Projeto para a Avenida Beira Mar com aterro. Detalhe para reurbanização entre a feirinha e o Náutico Atlético Cearense (DIVULGAÇÃO)
A avenida Dom Luís, coração da área nobre da cidade, já foi comparada à rua Oscar Freire, corredor de compras de luxo de São Paulo. Mas o nosso corredor não tem calçada. Em toda a extensão da via, onde deveriam flanar pedestres, há carros estacionados. Não dá para passear e ver vitrines. Mas os frequentadores, que gostam tanto de andar na Europa e do vai e vem de gente na Zona Sul do Rio de Janeiro, não parecem se ressentir com a falta de calçadas naquele pedaço ou em qualquer outro de Fortaleza. “Aqui onde moro, é o primeiro pedacinho da Aldeota que se configura uma série de atividades complementares a casa. Eu ando muito a pé, mas o pessoal do meu prédio não. Vão comprar pão de carro”, diz Fausto Nilo. “As calçadas são ruins porque aparentemente não tem usuários necessitando delas”.

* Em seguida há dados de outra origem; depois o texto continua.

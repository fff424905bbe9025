//! Request tracking: supersession and cooperative cancellation.
//!
//! Only the latest request's result is shown. Starting a request raises the
//! cancel flag of the one before it; the expander polls that flag between
//! neighbor lookups and stops growing the tree once it is set.

use std::sync::atomic::{AtomicBool, Ordering};
use std::sync::{Arc, Mutex, MutexGuard, PoisonError};
use uuid::Uuid;

/// One in-flight request.
#[derive(Debug, Clone)]
pub struct RequestHandle {
    id: Uuid,
    cancel: Arc<AtomicBool>,
}

impl RequestHandle {
    fn new() -> Self {
        Self {
            id: Uuid::new_v4(),
            cancel: Arc::new(AtomicBool::new(false)),
        }
    }

    pub fn id(&self) -> Uuid {
        self.id
    }

    /// Flag handed to the expander.
    pub fn cancel_flag(&self) -> &AtomicBool {
        &self.cancel
    }

    pub fn is_cancelled(&self) -> bool {
        self.cancel.load(Ordering::Relaxed)
    }

    pub fn cancel(&self) {
        self.cancel.store(true, Ordering::Relaxed);
    }
}

/// Tracks the latest request.
#[derive(Debug, Default)]
pub struct RequestTracker {
    current: Mutex<Option<RequestHandle>>,
}

impl RequestTracker {
    pub fn new() -> Self {
        Self::default()
    }

    /// Start a request, superseding (and cancelling) the previous one.
    pub fn begin(&self) -> RequestHandle {
        let handle = RequestHandle::new();
        let mut current = self.lock();
        if let Some(previous) = current.replace(handle.clone()) {
            previous.cancel();
        }
        handle
    }

    pub fn is_current(&self, handle: &RequestHandle) -> bool {
        self.lock().as_ref().map_or(false, |c| c.id == handle.id)
    }

    /// End `handle`. Returns false when a newer request replaced it, in
    /// which case its result should be discarded.
    pub fn finish(&self, handle: &RequestHandle) -> bool {
        let mut current = self.lock();
        match current.as_ref() {
            Some(c) if c.id == handle.id => {
                *current = None;
                true
            }
            _ => false,
        }
    }

    /// Cancel whatever is in flight.
    pub fn cancel_all(&self) {
        if let Some(c) = self.lock().take() {
            c.cancel();
        }
    }

    fn lock(&self) -> MutexGuard<'_, Option<RequestHandle>> {
        self.current.lock().unwrap_or_else(PoisonError::into_inner)
    }
}
//! Call graph module: expansion, dedup and flattening.
//!
//! Expands a bounded caller/callee tree around one seed function and
//! flattens it into a node/edge graph for layout.

pub mod context;
pub mod expander;
pub mod filter;
pub mod identity;
pub mod model;
pub mod types;

pub use context::{display_name, ClassContextResolver, DetailContextResolver, QUALIFIER};
pub use expander::CallGraphExpander;
pub use filter::ExclusionFilter;
pub use identity::{identity_of, normalize_path};
pub use model::Graph;
pub use types::{
    CallGraphEdge, Direction, FunctionIdentity, FunctionNode, LayoutOptions, PositionedNode,
};
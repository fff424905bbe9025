//
//  payload.rs
//  Butterfly
//
//  Created by hak (tharun)
//

use serde::{Deserialize, Serialize};
use std::path::PathBuf;
use uuid::Uuid;

use super::theme::Palette;
use crate::config::Theme;
use crate::error::Result;
use crate::graph::{Direction, FunctionIdentity, PositionedNode};
use crate::layout::{display_label, PositionedGraph};
use crate::service::Location;

/// One node as the renderer sees it.
#[derive(Debug, Clone, PartialEq, Serialize)]
pub struct RenderNode {
    /// `file:line:column`
    pub id: String,
    pub label: String,
    pub display_name: String,
    pub direction: Direction,
    pub depth: usize,
    pub x: f64,
    pub y: f64,
    #[serde(flatten)]
    pub identity: FunctionIdentity,
}

impl From<&PositionedNode> for RenderNode {
    fn from(positioned: &PositionedNode) -> Self {
        let node = &positioned.node;
        Self {
            id: node.identity.to_string(),
            label: display_label(&node.display_name),
            display_name: node.display_name.clone(),
            direction: node.direction,
            depth: node.depth,
            x: positioned.x,
            y: positioned.y,
            identity: node.identity.clone(),
        }
    }
}

#[derive(Debug, Clone, PartialEq, Eq, Serialize)]
pub struct RenderEdge {
    pub source: String,
    pub target: String,
}

#[derive(Debug, Clone, Copy, PartialEq, Eq, Serialize)]
pub struct DisplaySettings {
    pub theme: Theme,
    pub max_nodes_per_level: usize,
}

/// Everything the renderer needs for one butterfly.
#[derive(Debug, Clone, PartialEq, Serialize)]
pub struct RenderPayload {
    pub request_id: Uuid,
    pub nodes: Vec<RenderNode>,
    pub edges: Vec<RenderEdge>,
    pub display: DisplaySettings,
    pub palette: Palette,
    pub truncated: bool,
}

impl RenderPayload {
    pub fn new(request_id: Uuid, layout: &PositionedGraph, display: DisplaySettings) -> Self {
        Self {
            request_id,
            nodes: layout.nodes.iter().map(RenderNode::from).collect(),
            edges: layout
                .edges
                .iter()
                .map(|e| RenderEdge {
                    source: e.source.to_string(),
                    target: e.target.to_string(),
                })
                .collect(),
            display,
            palette: display.theme.palette(),
            truncated: layout.truncated,
        }
    }

    pub fn to_json(&self) -> Result<String> {
        Ok(serde_json::to_string_pretty(self)?)
    }

    pub fn node(&self, id: &str) -> Option<&RenderNode> {
        self.nodes.iter().find(|n| n.id == id)
    }
}

/// Sent back by the renderer when a node is activated.
#[derive(Debug, Clone, PartialEq, Eq, Serialize, Deserialize)]
pub struct JumpEvent {
    pub file: PathBuf,
    pub line: u32,
    pub column: u32,
}

impl JumpEvent {
    pub fn from_json(json: &str) -> Result<Self> {
        Ok(serde_json::from_str(json)?)
    }

    pub fn identity(&self) -> FunctionIdentity {
        FunctionIdentity::new(&self.file, self.line, self.column)
    }

    pub fn location(&self) -> Location {
        Location::new(&self.file, self.line, self.column)
    }
}

impl From<&FunctionIdentity> for JumpEvent {
    fn from(identity: &FunctionIdentity) -> Self {
        Self {
            file: PathBuf::from(&identity.file),
            line: identity.line,
            column: identity.column,
        }
    }
}
//
//  context.rs
//  Butterfly
//
//  Created by hak (tharun)
//

use regex::Regex;
use std::sync::OnceLock;

use crate::service::Occurrence;

/// Separator between an enclosing type and a member name.
pub const QUALIFIER: &str = "::";

/// Leading identifier sequence followed by a `" - "` marker,
/// e.g. `"Widget - void paint()"` or `"TestApp.Program - void Main()"`.
const DETAIL_PATTERN: &str = r"^\s*([A-Za-z_]\w*(?:(?:::|\.)[A-Za-z_]\w*)*)\s+-\s";

static DETAIL: OnceLock<Regex> = OnceLock::new();

fn detail_regex() -> &'static Regex {
    DETAIL.get_or_init(|| Regex::new(DETAIL_PATTERN).expect("invalid detail pattern"))
}

/// Works out which type or namespace encloses a function.
///
/// The expander only talks to this trait, so a structured symbol source can
/// replace the detail-string heuristic without touching expansion.
pub trait ClassContextResolver: Send + Sync {
    /// `inherited` is the nearest ancestor's resolved type.
    fn resolve_context(&self, occurrence: &Occurrence, inherited: Option<&str>) -> Option<String>;
}

/// Default resolver. First match wins:
/// 1. prefix of an already-qualified name (`Type::member` -> `Type`)
/// 2. leading identifier of the declaration detail (`"Widget - ..."` -> `Widget`)
/// 3. the inherited context
#[derive(Debug, Clone, Copy, Default)]
pub struct DetailContextResolver;

impl DetailContextResolver {
    pub fn new() -> Self {
        Self
    }
}

impl ClassContextResolver for DetailContextResolver {
    fn resolve_context(&self, occurrence: &Occurrence, inherited: Option<&str>) -> Option<String> {
        if let Some((prefix, _)) = occurrence.name.split_once(QUALIFIER) {
            if !prefix.is_empty() {
                return Some(prefix.to_string());
            }
        }

        if let Some(ty) = occurrence.detail.as_deref().and_then(type_from_detail) {
            return Some(ty);
        }

        inherited.map(str::to_string)
    }
}

/// Type named at the start of a declaration detail, if it has one.
pub fn type_from_detail(detail: &str) -> Option<String> {
    detail_regex()
        .captures(detail)
        .and_then(|caps| caps.get(1))
        .map(|m| m.as_str().to_string())
}

/// `Type::name` when a type is known and the name is not already qualified.
pub fn display_name(raw_name: &str, enclosing_type: Option<&str>) -> String {
    match enclosing_type {
        Some(ty) if !ty.is_empty() && !raw_name.contains(QUALIFIER) => {
            format!("{}{}{}", ty, QUALIFIER, raw_name)
        }
        _ => raw_name.to_string(),
    }
}

#[cfg(test)]
mod tests {
    use super::*;
    use crate::service::Location;

    fn occ(name: &str, detail: Option<&str>) -> Occurrence {
        let o = Occurrence::new(name, Location::new("widget.cpp", 1, 0));
        match detail {
            Some(d) => o.with_detail(d),
            None => o,
        }
    }

    #[test]
    fn test_qualified_name_wins() {
        let r = DetailContextResolver::new();
        let ctx = r.resolve_context(&occ("Widget::paint", Some("Canvas - void paint()")), Some("Other"));
        assert_eq!(ctx.as_deref(), Some("Widget"));
    }

    #[test]
    fn test_first_separator_only() {
        let r = DetailContextResolver::new();
        let ctx = r.resolve_context(&occ("ui::Widget::paint", None), None);
        assert_eq!(ctx.as_deref(), Some("ui"));
    }

    #[test]
    fn test_detail_extraction() {
        let r = DetailContextResolver::new();
        let ctx = r.resolve_context(&occ("paint", Some("Widget - void paint()")), Some("Other"));
        assert_eq!(ctx.as_deref(), Some("Widget"));

        assert_eq!(type_from_detail("TestApp.Program - void Main()").as_deref(), Some("TestApp.Program"));
        assert_eq!(type_from_detail("ui::Widget - void paint()").as_deref(), Some("ui::Widget"));
    }

    #[test]
    fn test_malformed_detail_falls_back_to_inherited() {
        let r = DetailContextResolver::new();
        let ctx = r.resolve_context(&occ("paint", Some("void paint()")), Some("Widget"));
        assert_eq!(ctx.as_deref(), Some("Widget"));
    }

    #[test]
    fn test_absent_everything() {
        let r = DetailContextResolver::new();
        assert_eq!(r.resolve_context(&occ("main", None), None), None);
        assert_eq!(r.resolve_context(&occ("main", Some("int main()")), None), None);
    }

    #[test]
    fn test_display_name() {
        assert_eq!(display_name("paint", Some("Widget")), "Widget::paint");
        assert_eq!(display_name("Widget::paint", Some("Widget")), "Widget::paint");
        assert_eq!(display_name("main", None), "main");
    }
}
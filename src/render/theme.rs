use serde::Serialize;

use crate::config::Theme;

/// Colours for one theme.
#[derive(Debug, Clone, Copy, PartialEq, Eq, Serialize)]
pub struct Palette {
    pub node_background: &'static str,
    pub node_text: &'static str,
    pub edge: &'static str,
}

impl Theme {
    pub fn palette(&self) -> Palette {
        match self {
            Theme::Dark => Palette {
                node_background: "#333",
                node_text: "#fff",
                edge: "#666",
            },
            Theme::Light => Palette {
                node_background: "#f0f0f0",
                node_text: "#000",
                edge: "#999",
            },
            Theme::Default => Palette {
                node_background: "#666",
                node_text: "#fff",
                edge: "#999",
            },
        }
    }
}

#[cfg(test)]
mod tests {
    use super::*;

    #[test]
    fn test_palettes() {
        assert_eq!(Theme::Default.palette().node_background, "#666");
        assert_eq!(Theme::Dark.palette().edge, "#666");
        assert_eq!(Theme::Light.palette().node_text, "#000");
    }
}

José Almir, professor da Universidade Federal do Ceará que está fazendo pós-doutorado em Arquitetura e Urbanismo no Rio de Janeiro, lembra uma teoria sobre a origem da nossa burguesia que tenta explicar essa apatia da sociedade com o ordenamento urbano. Diferente da burguesia aristocrática, que compreendia melhor o valor dos ajardinamentos e da ordem, a burguesia comercial, que formou nossa elite, não tinha muita interesse na coisa pública. “Temos também um longo processo de convivência com certas práticas de privatização do espaço que é difícil mudar. Quando as pessoas veem o resultado do urbanismo, ficam admiradas. Mas é preciso pulso para bancar projetos realmente fortes que mudem um pouco essa cultura”, defende.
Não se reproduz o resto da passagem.